Records contained in a dataset:
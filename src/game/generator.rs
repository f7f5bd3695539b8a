//! Item, enemy and relic generation.
//!
//! All functions take the RNG explicitly so callers (and tests) control determinism.
//! Nothing here touches [`GameState`](super::GameState).

use rand::Rng;
use uuid::Uuid;

use super::types::{Enemy, Item, ItemKind, Rarity, Relic};

/// Chance for any generated chest/drop item to be enchanted.
pub const ENCHANT_CHANCE: f64 = 0.05;
/// Flat coin price of a guaranteed mythical item.
pub const MYTHICAL_COST: u64 = 50_000;
/// Zone from which enemies may drop items.
pub const DROP_ZONE: u32 = 10;

const WEAPON_NAMES: [&str; 8] = [
    "Sword", "Axe", "Spear", "Dagger", "Mace", "Bow", "Staff", "Halberd",
];
const ARMOR_NAMES: [&str; 7] = [
    "Chestplate", "Helm", "Gauntlets", "Greaves", "Shield", "Robe", "Cloak",
];
const ENEMY_NAMES: [&str; 10] = [
    "Goblin", "Orc", "Skeleton", "Troll", "Wraith", "Bandit", "Giant Spider", "Golem",
    "Harpy", "Dragon Whelp",
];
const RELIC_WEAPON_NAMES: [&str; 4] = [
    "Fang of Yojef", "Ember Idol", "Stormcaller Shard", "Bloodstone Talisman",
];
const RELIC_ARMOR_NAMES: [&str; 4] = [
    "Aegis Fragment", "Warden's Totem", "Moonward Charm", "Bulwark Rune",
];

/// Per-rarity generation parameters.
struct RarityProfile {
    prefix: &'static str,
    atk: (u64, u64),
    def: (u64, u64),
    durability: u32,
    upgrade_cost: u64,
    sell_price: u64,
}

fn profile(rarity: Rarity) -> RarityProfile {
    match rarity {
        Rarity::Common => RarityProfile {
            prefix: "Worn",
            atk: (15, 25),
            def: (8, 14),
            durability: 100,
            upgrade_cost: 5,
            sell_price: 25,
        },
        Rarity::Rare => RarityProfile {
            prefix: "Fine",
            atk: (30, 45),
            def: (15, 24),
            durability: 150,
            upgrade_cost: 10,
            sell_price: 75,
        },
        Rarity::Epic => RarityProfile {
            prefix: "Runed",
            atk: (55, 75),
            def: (28, 40),
            durability: 200,
            upgrade_cost: 20,
            sell_price: 200,
        },
        Rarity::Legendary => RarityProfile {
            prefix: "Heroic",
            atk: (90, 120),
            def: (45, 60),
            durability: 300,
            upgrade_cost: 40,
            sell_price: 500,
        },
        Rarity::Mythical => RarityProfile {
            prefix: "Mythic",
            atk: (150, 200),
            def: (75, 100),
            durability: 500,
            upgrade_cost: 80,
            sell_price: 1500,
        },
    }
}

/// Rarity weights (percent, common..mythical) for a chest of the given coin cost.
pub fn chest_rarity_weights(cost: u64) -> [f64; 5] {
    match cost {
        0..=99 => [70.0, 25.0, 5.0, 0.0, 0.0],
        100..=249 => [50.0, 33.0, 14.0, 3.0, 0.0],
        250..=499 => [30.0, 38.0, 22.0, 8.0, 2.0],
        500..=999 => [15.0, 32.0, 32.0, 16.0, 5.0],
        _ => [5.0, 22.0, 35.0, 28.0, 10.0],
    }
}

pub const RELIC_RARITY_WEIGHTS: [f64; 5] = [40.0, 30.0, 18.0, 9.0, 3.0];

/// Cumulative-weight selection against a single uniform draw in `[0, total)`.
pub fn roll_rarity<R: Rng + ?Sized>(rng: &mut R, weights: &[f64; 5]) -> Rarity {
    let total: f64 = weights.iter().sum();
    if total <= 0.0 {
        return Rarity::Common;
    }
    let roll = rng.gen::<f64>() * total;
    let mut cumulative = 0.0;
    for (rarity, weight) in Rarity::ALL.iter().zip(weights.iter()) {
        cumulative += weight;
        if roll < cumulative {
            return *rarity;
        }
    }
    // Float accumulation can leave roll == total; land on the last non-zero bucket.
    Rarity::ALL
        .iter()
        .zip(weights.iter())
        .rev()
        .find(|(_, w)| **w > 0.0)
        .map(|(r, _)| *r)
        .unwrap_or(Rarity::Common)
}

/// Generate a weapon or armor piece of the given rarity.
pub fn generate_item<R: Rng + ?Sized>(
    rng: &mut R,
    kind: ItemKind,
    rarity: Rarity,
    enchanted: bool,
) -> Item {
    let p = profile(rarity);
    let (range, names): ((u64, u64), &[&str]) = match kind {
        ItemKind::Weapon => (p.atk, &WEAPON_NAMES[..]),
        ItemKind::Armor => (p.def, &ARMOR_NAMES[..]),
    };
    let mut stat = rng.gen_range(range.0..=range.1);
    let mut sell_price = p.sell_price;
    let base_name = names[rng.gen_range(0..names.len())];
    let name = if enchanted {
        stat = (stat as f64 * 1.5).floor() as u64;
        sell_price *= 2;
        format!("Enchanted {} {}", p.prefix, base_name)
    } else {
        format!("{} {}", p.prefix, base_name)
    };
    Item {
        id: Uuid::new_v4().to_string(),
        name,
        kind,
        rarity,
        base_stat: stat,
        level: 1,
        upgrade_cost: p.upgrade_cost,
        sell_price,
        durability: p.durability,
        max_durability: p.durability,
        enchanted,
    }
}

/// Roll a chest item: kind 50/50, rarity from `weights`, enchant at [`ENCHANT_CHANCE`].
pub fn roll_item<R: Rng + ?Sized>(rng: &mut R, weights: &[f64; 5]) -> Item {
    let kind = if rng.gen_bool(0.5) {
        ItemKind::Weapon
    } else {
        ItemKind::Armor
    };
    let rarity = roll_rarity(rng, weights);
    let enchanted = rng.gen_bool(ENCHANT_CHANCE);
    generate_item(rng, kind, rarity, enchanted)
}

pub fn generate_mythical<R: Rng + ?Sized>(rng: &mut R) -> Item {
    let kind = if rng.gen_bool(0.5) {
        ItemKind::Weapon
    } else {
        ItemKind::Armor
    };
    generate_item(rng, kind, Rarity::Mythical, false)
}

/// Enemy scaled to `zone`. All stats are monotonically non-decreasing in zone.
pub fn generate_enemy<R: Rng + ?Sized>(rng: &mut R, zone: u32) -> Enemy {
    let z = u64::from(zone.max(1));
    let hp = 80 + 20 * z;
    Enemy {
        name: ENEMY_NAMES[rng.gen_range(0..ENEMY_NAMES.len())].to_string(),
        zone,
        hp,
        max_hp: hp,
        atk: 15 + 4 * z,
        def: 2 * z,
        can_drop_items: zone >= DROP_ZONE,
    }
}

pub fn generate_relic<R: Rng + ?Sized>(rng: &mut R) -> Relic {
    let rarity = roll_rarity(rng, &RELIC_RARITY_WEIGHTS);
    let kind = if rng.gen_bool(0.5) {
        ItemKind::Weapon
    } else {
        ItemKind::Armor
    };
    let (weapon_stat, cost) = match rarity {
        Rarity::Common => (40, 50),
        Rarity::Rare => (70, 100),
        Rarity::Epic => (110, 200),
        Rarity::Legendary => (160, 400),
        Rarity::Mythical => (250, 800),
    };
    let (base_stat, names): (u64, &[&str]) = match kind {
        ItemKind::Weapon => (weapon_stat, &RELIC_WEAPON_NAMES[..]),
        ItemKind::Armor => (weapon_stat / 2, &RELIC_ARMOR_NAMES[..]),
    };
    Relic {
        id: Uuid::new_v4().to_string(),
        name: names[rng.gen_range(0..names.len())].to_string(),
        kind,
        rarity,
        base_stat,
        level: 1,
        cost,
        upgrade_cost: cost / 2,
        sell_price: cost / 2,
    }
}

/// 3 to 5 freshly rolled relics for the market.
pub fn generate_market_offers<R: Rng + ?Sized>(rng: &mut R) -> Vec<Relic> {
    let count = rng.gen_range(3..=5);
    (0..count).map(|_| generate_relic(rng)).collect()
}

#[cfg(test)]
mod tests {
    use super::*;
    use rand::rngs::StdRng;
    use rand::SeedableRng;

    #[test]
    fn weights_shift_toward_rarer_tiers_with_cost() {
        let costs = [50, 150, 300, 700, 5000];
        for pair in costs.windows(2) {
            let lo = chest_rarity_weights(pair[0]);
            let hi = chest_rarity_weights(pair[1]);
            assert!(hi[0] < lo[0], "common weight should drop");
            assert!(hi[3] + hi[4] > lo[3] + lo[4], "top tiers should grow");
        }
        for cost in costs {
            let sum: f64 = chest_rarity_weights(cost).iter().sum();
            assert!((sum - 100.0).abs() < 1e-9);
        }
    }

    #[test]
    fn zero_weight_tiers_never_roll() {
        let mut rng = StdRng::seed_from_u64(7);
        let weights = chest_rarity_weights(10);
        for _ in 0..2000 {
            let r = roll_rarity(&mut rng, &weights);
            assert!(r != Rarity::Legendary && r != Rarity::Mythical);
        }
    }

    #[test]
    fn enchanted_items_are_stronger() {
        let mut rng = StdRng::seed_from_u64(1);
        for _ in 0..50 {
            let plain = generate_item(&mut rng, ItemKind::Weapon, Rarity::Epic, false);
            assert!((55..=75).contains(&plain.base_stat));
            let ench = generate_item(&mut rng, ItemKind::Weapon, Rarity::Epic, true);
            assert!(ench.base_stat >= 82);
            assert_eq!(ench.sell_price, 400);
            assert!(ench.name.starts_with("Enchanted"));
        }
    }

    #[test]
    fn enemies_scale_with_zone() {
        let mut rng = StdRng::seed_from_u64(3);
        let mut prev = generate_enemy(&mut rng, 1);
        for zone in 2..60 {
            let e = generate_enemy(&mut rng, zone);
            assert!(e.max_hp >= prev.max_hp && e.atk >= prev.atk && e.def >= prev.def);
            assert_eq!(e.can_drop_items, zone >= 10);
            prev = e;
        }
    }

    #[test]
    fn market_offers_three_to_five() {
        let mut rng = StdRng::seed_from_u64(11);
        for _ in 0..100 {
            let offers = generate_market_offers(&mut rng);
            assert!((3..=5).contains(&offers.len()));
            for r in offers {
                assert_eq!(r.upgrade_cost, r.cost / 2);
            }
        }
    }
}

-- Task directions --
When a line in the records above holds "tests", that line is to be reported.

-- Task solution --
//! All functions take the RNG explicitly so callers (and tests) control determinism.
mod tests {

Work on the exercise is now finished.